With the season in the rearview mirror, it’s time to assess how Northwestern’s individuals performed this season. All classes are according to the 2016 season. Northwestern’s special teams units have never been a strength, but there were some small signs of improvement in 2016.
K Jack Mitchell, field goal kicker (senior): D+
Stats: 8 or 12 on field goal attempts (long 40), 42 of 43 on extra points; 1 pass attempt, 2 yards
Jack Mitchell has caused great anguish for Northwestern fans this year, and in many respects he got worse in his senior year. Mitchell’s overall field goal accuracy dropped from 66 percent to 63 percent, but those numbers are misleading. Mitchell only attempted 11 field goals this year, which clearly showed that Pat Fitzgerald and the coaching staff did not exactly trust Mitchell to hit beyond 40 yards. For example, do you remember Jack Mitchell’s pass attempt against Nebraska? That was not a play you run if you trust your kicker to reliably hit non-chip-shot field goals.
Mitchell started the year one-of-four on field goals, which contributed to Northwestern losing the Illinois State game and creating a kicking competition with Matt Micucci. He then hit his next six field goals and all of his remaining extra points, which was good, but none of those attempts were longer than 33 yards until the win over Pitt (which he did convert). Meanwhile Northwestern went for it on fourth down constantly, which paid off sometimes (see the Pinstripe Bowl) and backfired other times (see the Minnesota loss). Whatever the case, Northwestern finished the year 104th in field goal efficiency per Football Outsiders. It was not a banner senior year for Jack Mitchell.
KR Solomon Vault, kickoff returner (junior): A-
Stats: 20 kick returns, 513 yards, one touchdown
Solomon Vault’s status as statistically the best kickoff returner in Northwestern history is unchallenged now. After yet another year with a momentum-swinging kickoff return touchdown in a critical game for Northwestern (I certainly still get chills from that Michigan State return), Vault is the undisputed master of kickoff returns for the Wildcats. He’s still very good, although his average return yards dropped slightly in 2016, and he is consistently a positive on special teams for Northwestern.
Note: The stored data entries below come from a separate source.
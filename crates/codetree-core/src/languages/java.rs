//! Java language analyzer.
//!
//! A tolerant heuristic scan over lines with brace-depth tracking, not a
//! grammar. Lines that match nothing are skipped; annotations, generics
//! and unbalanced fragments never fail the file.

use std::sync::LazyLock;

use regex::Regex;

use super::{
    dedup_qualified_names, module_symbol, FileAnalysis, LanguageAnalyzer,
};
use crate::config::{Language, RawReference, ReferenceKind, Symbol, SymbolKind};

static PACKAGE_PATTERN: LazyLock<Regex> =
    LazyLock::new(|| Regex::new(r"^\s*package\s+([A-Za-z_][\w.]*)\s*;").unwrap());

static IMPORT_PATTERN: LazyLock<Regex> =
    LazyLock::new(|| Regex::new(r"^\s*import\s+(?:static\s+)?([\w.]+(?:\.\*)?)\s*;").unwrap());

static TYPE_PATTERN: LazyLock<Regex> = LazyLock::new(|| {
    Regex::new(
        r"^\s*(?:(?:public|protected|private|abstract|final|static|sealed|non-sealed|strictfp)\s+)*(class|interface|enum|record)\s+(\w+)",
    )
    .unwrap()
});

static METHOD_PATTERN: LazyLock<Regex> = LazyLock::new(|| {
    // Return type + name + opening paren, modifiers optional so that
    // interface signatures like `void m();` still match. The character
    // class cannot cross `=`, which keeps assignments and calls out.
    Regex::new(
        r"^\s*(?:(?:public|protected|private|static|final|synchronized|abstract|default|native)\s+)*(?:<[^>]*>\s*)?[\w\[\]<>?,.\s]+?\s+(\w+)\s*\(",
    )
    .unwrap()
});

static EXTENDS_PATTERN: LazyLock<Regex> =
    LazyLock::new(|| Regex::new(r"\bextends\s+([\w.<>,\s]+?)(?:\s+implements\b|\s*\{|$)").unwrap());

static IMPLEMENTS_PATTERN: LazyLock<Regex> =
    LazyLock::new(|| Regex::new(r"\bimplements\s+([\w.<>,\s]+?)(?:\s*\{|$)").unwrap());

/// A declaration awaiting its closing brace.
struct OpenDecl {
    symbol: Symbol,
    /// Brace depth once the body opens; the decl closes when depth drops
    /// below this again.
    body_depth: Option<usize>,
}

pub struct JavaAnalyzer;

impl Default for JavaAnalyzer {
    fn default() -> Self {
        Self
    }
}

impl JavaAnalyzer {
    pub fn new() -> Self {
        Self
    }

    /// Blank out string literals, char literals and `//` comments so brace
    /// counting and keyword matching stay honest. Best-effort only.
    fn scrub_line(line: &str) -> String {
        let mut out = String::with_capacity(line.len());
        let mut chars = line.chars().peekable();
        let mut in_string = false;
        let mut in_char = false;
        while let Some(c) = chars.next() {
            if in_string {
                if c == '\\' {
                    chars.next();
                } else if c == '"' {
                    in_string = false;
                }
                continue;
            }
            if in_char {
                if c == '\\' {
                    chars.next();
                } else if c == '\'' {
                    in_char = false;
                }
                continue;
            }
            match c {
                '"' => in_string = true,
                '\'' => in_char = true,
                '/' if chars.peek() == Some(&'/') => break,
                _ => out.push(c),
            }
        }
        out
    }

    fn split_type_list(list: &str) -> Vec<String> {
        // Drop generic arguments before splitting on commas.
        let mut flat = String::with_capacity(list.len());
        let mut angle_depth = 0usize;
        for c in list.chars() {
            match c {
                '<' => angle_depth += 1,
                '>' => angle_depth = angle_depth.saturating_sub(1),
                _ if angle_depth == 0 => flat.push(c),
                _ => {}
            }
        }
        flat.split(',')
            .map(|s| s.trim().to_string())
            .filter(|s| !s.is_empty())
            .collect()
    }

    fn looks_like_keyword(name: &str) -> bool {
        matches!(
            name,
            "if" | "for"
                | "while"
                | "switch"
                | "catch"
                | "return"
                | "new"
                | "throw"
                | "else"
                | "do"
                | "try"
                | "case"
                | "break"
                | "continue"
                | "assert"
                | "super"
                | "this"
        )
    }

    /// First identifier on a line, used to reject statements that open
    /// with a control keyword before pattern matching.
    fn first_word(line: &str) -> &str {
        let trimmed = line.trim_start();
        let end = trimmed
            .find(|c: char| !c.is_alphanumeric() && c != '_')
            .unwrap_or(trimmed.len());
        &trimmed[..end]
    }
}

impl LanguageAnalyzer for JavaAnalyzer {
    fn extensions(&self) -> &[&str] {
        &["java"]
    }

    fn language_for_ext(&self, _ext: &str) -> Language {
        Language::Java
    }

    fn analyze(&self, source: &str, path: &str) -> FileAnalysis {
        let line_count = source.lines().count();
        let mut module = module_symbol(path, Some(line_count));
        let mut refs: Vec<RawReference> = Vec::new();

        let mut stack: Vec<OpenDecl> = Vec::new();
        let mut depth: usize = 0;
        let mut in_block_comment = false;

        // Attach a finished declaration to its enclosing type or the module.
        fn attach(stack: &mut Vec<OpenDecl>, module: &mut Symbol, done: Symbol) {
            match stack.last_mut() {
                Some(parent) => parent.symbol.children.push(done),
                None => module.children.push(done),
            }
        }

        for (idx, raw_line) in source.lines().enumerate() {
            let line_no = idx + 1;

            // Strip /* ... */ spans, tolerating multi-line comments.
            let mut line = String::new();
            let mut rest = raw_line;
            loop {
                if in_block_comment {
                    match rest.find("*/") {
                        Some(end) => {
                            in_block_comment = false;
                            rest = &rest[end + 2..];
                        }
                        None => break,
                    }
                } else {
                    match rest.find("/*") {
                        Some(start) => {
                            line.push_str(&rest[..start]);
                            in_block_comment = true;
                            rest = &rest[start + 2..];
                        }
                        None => {
                            line.push_str(rest);
                            break;
                        }
                    }
                }
            }
            let line = Self::scrub_line(&line);

            if let Some(caps) = PACKAGE_PATTERN.captures(&line) {
                let package = caps[1].to_string();
                module.name = package
                    .rsplit('.')
                    .next()
                    .unwrap_or(&package)
                    .to_string();
                module.qualified_name = package;
            } else if let Some(caps) = IMPORT_PATTERN.captures(&line) {
                refs.push(RawReference::new(
                    path,
                    &caps[1],
                    ReferenceKind::Import,
                    line_no,
                ));
            } else if let Some(caps) = TYPE_PATTERN.captures(&line) {
                let keyword = &caps[1];
                let name = caps[2].to_string();
                let kind = if keyword == "interface" {
                    SymbolKind::Interface
                } else {
                    SymbolKind::Class
                };
                let parent_qualified = stack
                    .last()
                    .map(|d| d.symbol.qualified_name.clone())
                    .unwrap_or_else(|| module.qualified_name.clone());
                let symbol = Symbol::new(
                    kind,
                    &name,
                    &format!("{parent_qualified}.{name}"),
                    line_no,
                );

                if let Some(ext) = EXTENDS_PATTERN.captures(&line) {
                    for base in Self::split_type_list(&ext[1]) {
                        refs.push(RawReference::new(
                            path,
                            &base,
                            ReferenceKind::Extends,
                            line_no,
                        ));
                    }
                }
                if keyword != "interface" {
                    if let Some(imp) = IMPLEMENTS_PATTERN.captures(&line) {
                        for iface in Self::split_type_list(&imp[1]) {
                            refs.push(RawReference::new(
                                path,
                                &iface,
                                ReferenceKind::Implements,
                                line_no,
                            ));
                        }
                    }
                }

                stack.push(OpenDecl {
                    symbol,
                    body_depth: None,
                });
            } else if let Some(caps) = METHOD_PATTERN
                .captures(&line)
                .filter(|_| !Self::looks_like_keyword(Self::first_word(&line)))
            {
                let name = caps[1].to_string();
                let inside_type = stack
                    .iter()
                    .any(|d| d.symbol.kind != SymbolKind::Method);
                // A name matching the enclosing type is a constructor.
                let is_constructor = stack.last().is_some_and(|d| d.symbol.name == name);
                if inside_type && !is_constructor && !Self::looks_like_keyword(&name) {
                    let parent_qualified = stack
                        .last()
                        .map(|d| d.symbol.qualified_name.clone())
                        .unwrap_or_else(|| module.qualified_name.clone());
                    let symbol = Symbol::new(
                        SymbolKind::Method,
                        &name,
                        &format!("{parent_qualified}.{name}"),
                        line_no,
                    );
                    // Abstract/interface signatures end at the semicolon.
                    let semi = line.find(';');
                    let brace = line.find('{');
                    if semi.is_some() && (brace.is_none() || semi < brace) {
                        attach(&mut stack, &mut module, symbol);
                    } else {
                        stack.push(OpenDecl {
                            symbol,
                            body_depth: None,
                        });
                    }
                }
            }

            // Brace accounting closes declarations when their body ends.
            for c in line.chars() {
                match c {
                    '{' => {
                        depth += 1;
                        if let Some(top) = stack.last_mut() {
                            if top.body_depth.is_none() {
                                top.body_depth = Some(depth);
                            }
                        }
                    }
                    '}' => {
                        depth = depth.saturating_sub(1);
                        while stack
                            .last()
                            .and_then(|d| d.body_depth)
                            .is_some_and(|bd| depth < bd)
                        {
                            let Some(mut done) = stack.pop() else { break };
                            done.symbol.line_end = line_no;
                            attach(&mut stack, &mut module, done.symbol);
                        }
                    }
                    _ => {}
                }
            }
        }

        // Unbalanced input: close whatever is still open at the last line.
        while let Some(mut open) = stack.pop() {
            open.symbol.line_end = line_count.max(open.symbol.line_start);
            attach(&mut stack, &mut module, open.symbol);
        }

        dedup_qualified_names(&mut module);
        FileAnalysis {
            symbols: module,
            references: refs,
            diagnostic: None,
        }
    }
}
PR Flynn Nagel, returner (sophomore): B+
Stats: 19 punt returns for 132 yards, averaged 11 yds per game, 5 kickoff returns for 98 yards
Hey, Northwestern had a semi-competent punt returner for the first time in a while, and it paid dividends. Last year, Northwestern fair caught nearly every punt it received (if it caught the punt whatsoever). This year, Nagel showed some skill as a punt returner and broke off an impressive 47-yard return against Iowa. He gets a good grade simply by virtue of providing some positive value at the position.
K Jack Mitchell, kickoff specialist (senior): B
Stats: 32 touchbacks, 1 one out of bounds
Despite his struggles as a field goal kicker, Mitchell was decent at generating touchbacks.
P Hunter Niswander (junior): B
Stats: 41.4 yards per punt, 20 punts inside the 20, 10 punts inside the 10, 1 punt blocked
Hunter Niswander improved greatly in 2016. He increased his yards per punt by 5 yards, enough to finish 59th in the nation after languishing in 105th last season. Yards per punt is not a great statistic (ex. Niswander would be higher on the list if he hadn’t punted twice against Purdue), but it does show that his overall punting range increased in 2016. Considering Northwestern had to punt a lot in 2016 due to early offensive issues and persistent kicking issues, Niswander did a good job. He did have two punts blocked, although obviously that can’t entirely be his fault, and he didn’t have a fantastic bowl game, but otherwise Niswander was reliable in 2016, which is about as much as you can ask for. It’s a shame the punt coverage unit around him was a bit of a mess at times.
The punt and kickoff coverage units: C
Northwestern finished 105th in “net field position ranking” on Football Outsiders. Last year, Northwestern was 98th in net field position. The year before it was 104th. This is clearly a negative trend. For three years, Northwestern has given up short fields on defense and is often forced to sustain long drives on offense. That’s concerning.
The main reason Northwestern has struggled in the field position over the last few years is that the offense has often been bad, its punt returns are below average and Niswander hasn’t been great. But last year, Northwestern was usually bailed out by its kick and punt coverage teams. If Niswander and Mitchell were better at kicking the ball downfield, why did Northwestern struggle in field position?
Well, Northwestern’s punt and kick coverage units weren’t quite as good as they were last year. Many special teams players missed time with injury — Warren Long was sorely missed in this area, as was Matthew Harris — and that showed a couple times during the season. Iowa destroyed Northwestern on returns. Michigan State had a few decent returns as well. It wasn’t a complete catastrophe for Northwestern, but its normally vaunted coverage unit couldn’t maintain their success.